The departments of Agriculture and the Navy announced plans Monday to buy 450,000 gallons of non-food biofuels -- at a cost of $16 per gallon -- in what will be the largest federal purchase of biofuels in U.S. history.

The purchase is being authorized by an executive order under the Obama administration's "we can't wait" campaign. 

Administration officials gave no indication why they're not going through Congress, instead using a program that was established to promote rapid job growth by bypassing congressional debate.

Read more: Navy, Agriculture Departments To Purchase Biofuels For Fleets | Fox News


----------



## Mr. H. (Dec 11, 2011)

More nonsense from the Obama admin.
BTW- "non food biofuels"?


----------



## zonly1 (Dec 31, 2011)

Kind of banting the  designated corn for ethanol that takes corn production for human consumption out of the picture.


----------



## RGR (Dec 31, 2011)

Trajan said:


> So please, can someone tell me what justification there is for the Navy and Agri. depts  to buy Bio Fuel ( at all) and at such a HUGE mark up? JP-5, which is the standard marine fuel they use, is approx. $4.25 a gallon.



Soak up surplus supply? Which if left unattended, would reveal itself as a renewable boondoggle like Solyndra? It isn't like the DOD can't declare a mil-spec on ethanol, deem this stuff special, and pay enough for it for someones campaign contributors to make a solid profit?


----------



## kiwiman127 (Dec 31, 2011)

Trajan said:


> In 4 years corn harvested and processed into ethanol  has grown 382%, no thats not a misprint.  new land planted for corn crops is- 6%. How many people know we IMPORT ethanol as well?
> 
> There is NO North American fossil fuel shortage except the one we impose on ourselves.
> 
> ...



This looks like another case where government wastes taxpayer dollars paying way over inflated prices.  Stuff like this has happened for decades, primarily by the Pentagon.
Our government spending seriously needs microscopic auditing.

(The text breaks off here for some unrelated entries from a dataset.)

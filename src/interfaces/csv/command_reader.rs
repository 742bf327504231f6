use crate::application::command::Command;
use crate::domain::order::{NewOrder, OrderStatus};
use crate::domain::payment::{NewPayment, PaymentMethod};
use crate::error::{FulfillmentError, Result};
use rust_decimal::Decimal;
use serde::Deserialize;
use std::io::Read;
use uuid::Uuid;

#[derive(Debug, Deserialize, PartialEq, Clone, Copy)]
#[serde(rename_all = "snake_case")]
pub enum CommandType {
    CreateOrder,
    UpdateStatus,
    CancelOrder,
    CreatePayment,
    Callback,
    Refund,
}

/// One row of a command script. Which cells are required depends on `type`.
#[derive(Debug, Deserialize, PartialEq, Clone)]
pub struct CommandRecord {
    pub r#type: CommandType,
    pub id: Option<String>,
    pub user: Option<String>,
    pub product: Option<String>,
    pub order: Option<String>,
    pub quantity: Option<u32>,
    pub amount: Option<Decimal>,
    pub method: Option<PaymentMethod>,
    pub status: Option<OrderStatus>,
    pub transaction: Option<String>,
    pub success: Option<bool>,
    pub reason: Option<String>,
}

fn required<T>(value: Option<T>, field: &str, kind: CommandType) -> Result<T> {
    value.ok_or_else(|| {
        FulfillmentError::InvalidInput(format!("{kind:?} command is missing `{field}`"))
    })
}

impl TryFrom<CommandRecord> for Command {
    type Error = FulfillmentError;

    fn try_from(record: CommandRecord) -> Result<Self> {
        let kind = record.r#type;
        let command = match kind {
            CommandType::CreateOrder => Command::CreateOrder(NewOrder {
                id: record.id.unwrap_or_else(|| Uuid::new_v4().to_string()),
                user_id: required(record.user, "user", kind)?,
                product_id: required(record.product, "product", kind)?,
                quantity: required(record.quantity, "quantity", kind)?,
            }),
            CommandType::UpdateStatus => Command::UpdateOrderStatus {
                id: required(record.id, "id", kind)?,
                status: required(record.status, "status", kind)?,
            },
            CommandType::CancelOrder => Command::CancelOrder {
                id: required(record.id, "id", kind)?,
            },
            CommandType::CreatePayment => Command::CreatePayment(NewPayment {
                id: record.id.unwrap_or_else(|| Uuid::new_v4().to_string()),
                order_id: required(record.order, "order", kind)?,
                user_id: required(record.user, "user", kind)?,
                amount: required(record.amount, "amount", kind)?,
                method: required(record.method, "method", kind)?,
            }),
            CommandType::Callback => Command::PaymentCallback {
                payment_id: required(record.id, "id", kind)?,
                transaction_id: required(record.transaction, "transaction", kind)?,
                success: required(record.success, "success", kind)?,
            },
            CommandType::Refund => Command::RefundPayment {
                id: required(record.id, "id", kind)?,
                reason: record.reason.unwrap_or_default(),
            },
        };
        Ok(command)
    }
}

/// Reads a command script from a CSV source.
///
/// Rows are deserialized lazily, so a long script is replayed without being
/// loaded into memory. A bad row yields an error for that row only.
pub struct CommandReader<R: Read> {
    reader: csv::Reader<R>,
}

impl<R: Read> CommandReader<R> {
    pub fn new(source: R) -> Self {
        let reader = csv::ReaderBuilder::new()
            .trim(csv::Trim::All)
            .flexible(true)
            .from_reader(source);
        Self { reader }
    }

    pub fn commands(self) -> impl Iterator<Item = Result<Command>> {
        self.reader
            .into_deserialize::<CommandRecord>()
            .map(|result| result.map_err(FulfillmentError::from).and_then(Command::try_from))
    }
}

Regarding_ "There is NO North American fossil fuel shortage except the one we impose on ourselves"._  Fossil fuel pollution is a major reason why respiratory deaths are climbing even in the face of few and fewer people smoking in the US.  There a hundreds of studies that confirm that. China is leaps and bounds years ahead of the US in regards increasing usage of green energy as is most of the rest of the world.


----------



## westwall (Dec 31, 2011)

kiwiman127 said:


> Trajan said:
> 
> 
> > In 4 years corn harvested and processed into ethanol  has grown 382%, no thats not a misprint.  new land planted for corn crops is- 6%. How many people know we IMPORT ethanol as well?
> ...







Yeah, then why is China lighting up a new coal fired power plant at the rate of one per week?


----------



## kiwiman127 (Dec 31, 2011)

westwall said:


> kiwiman127 said:
> 
> 
> > Trajan said:
> ...



*Green Power Takes Root in the Chinese Desert*
Green Power Takes Root in the Chinese Desert - NYTimes.com

*Use of green power may outstrip China's 5-year plan*
Use of green power may outstrip China's 5-year plan - Yahoo!

Climate Change: China Innovating in the Clean Coal Technology Market
Climate Change: China Innovating in the Clean Coal Technology Market

Up to 1 million deaths a year in China due to respiratory disease thanks to their dependence on fossil fuel is changing China's reliance on fossil fuels.  

I wonder when Amerfica will finally get a clue?


----------



## kiwiman127 (Dec 31, 2011)

westwall said:


> kiwiman127 said:
> 
> 
> > Trajan said:
> ...




*Green Power Takes Root in the Chinese Desert*
Green Power Takes Root in the Chinese Desert - NYTimes.com

*Use of green power may outstrip China's 5-year plan*
Use of green power may outstrip China's 5-year plan - Yahoo!

*Climate Change: China Innovating in the Clean Coal Technology Market*
Climate Change: China Innovating in the Clean Coal Technology Market

Up to 1 million deaths a year in China due to respiratory disease thanks to their dependence on fossil fuel is changing China's reliance on fossil fuels.  

I wonder when Amerfica will finally get a clue?


----------



## RetiredGySgt (Dec 31, 2011)

kiwiman127 said:


> westwall said:
> 
> 
> > kiwiman127 said:
> ...



Lets see? No Nuclear plants allowed, Obama is opposed to the use of Natural gas plants, he is shutting down coal plants with something like 75 being lost after 2012 election cycle ( golly why not before) with NO replacements available. 60 percent of our entire electrical needs are met with Coal plants.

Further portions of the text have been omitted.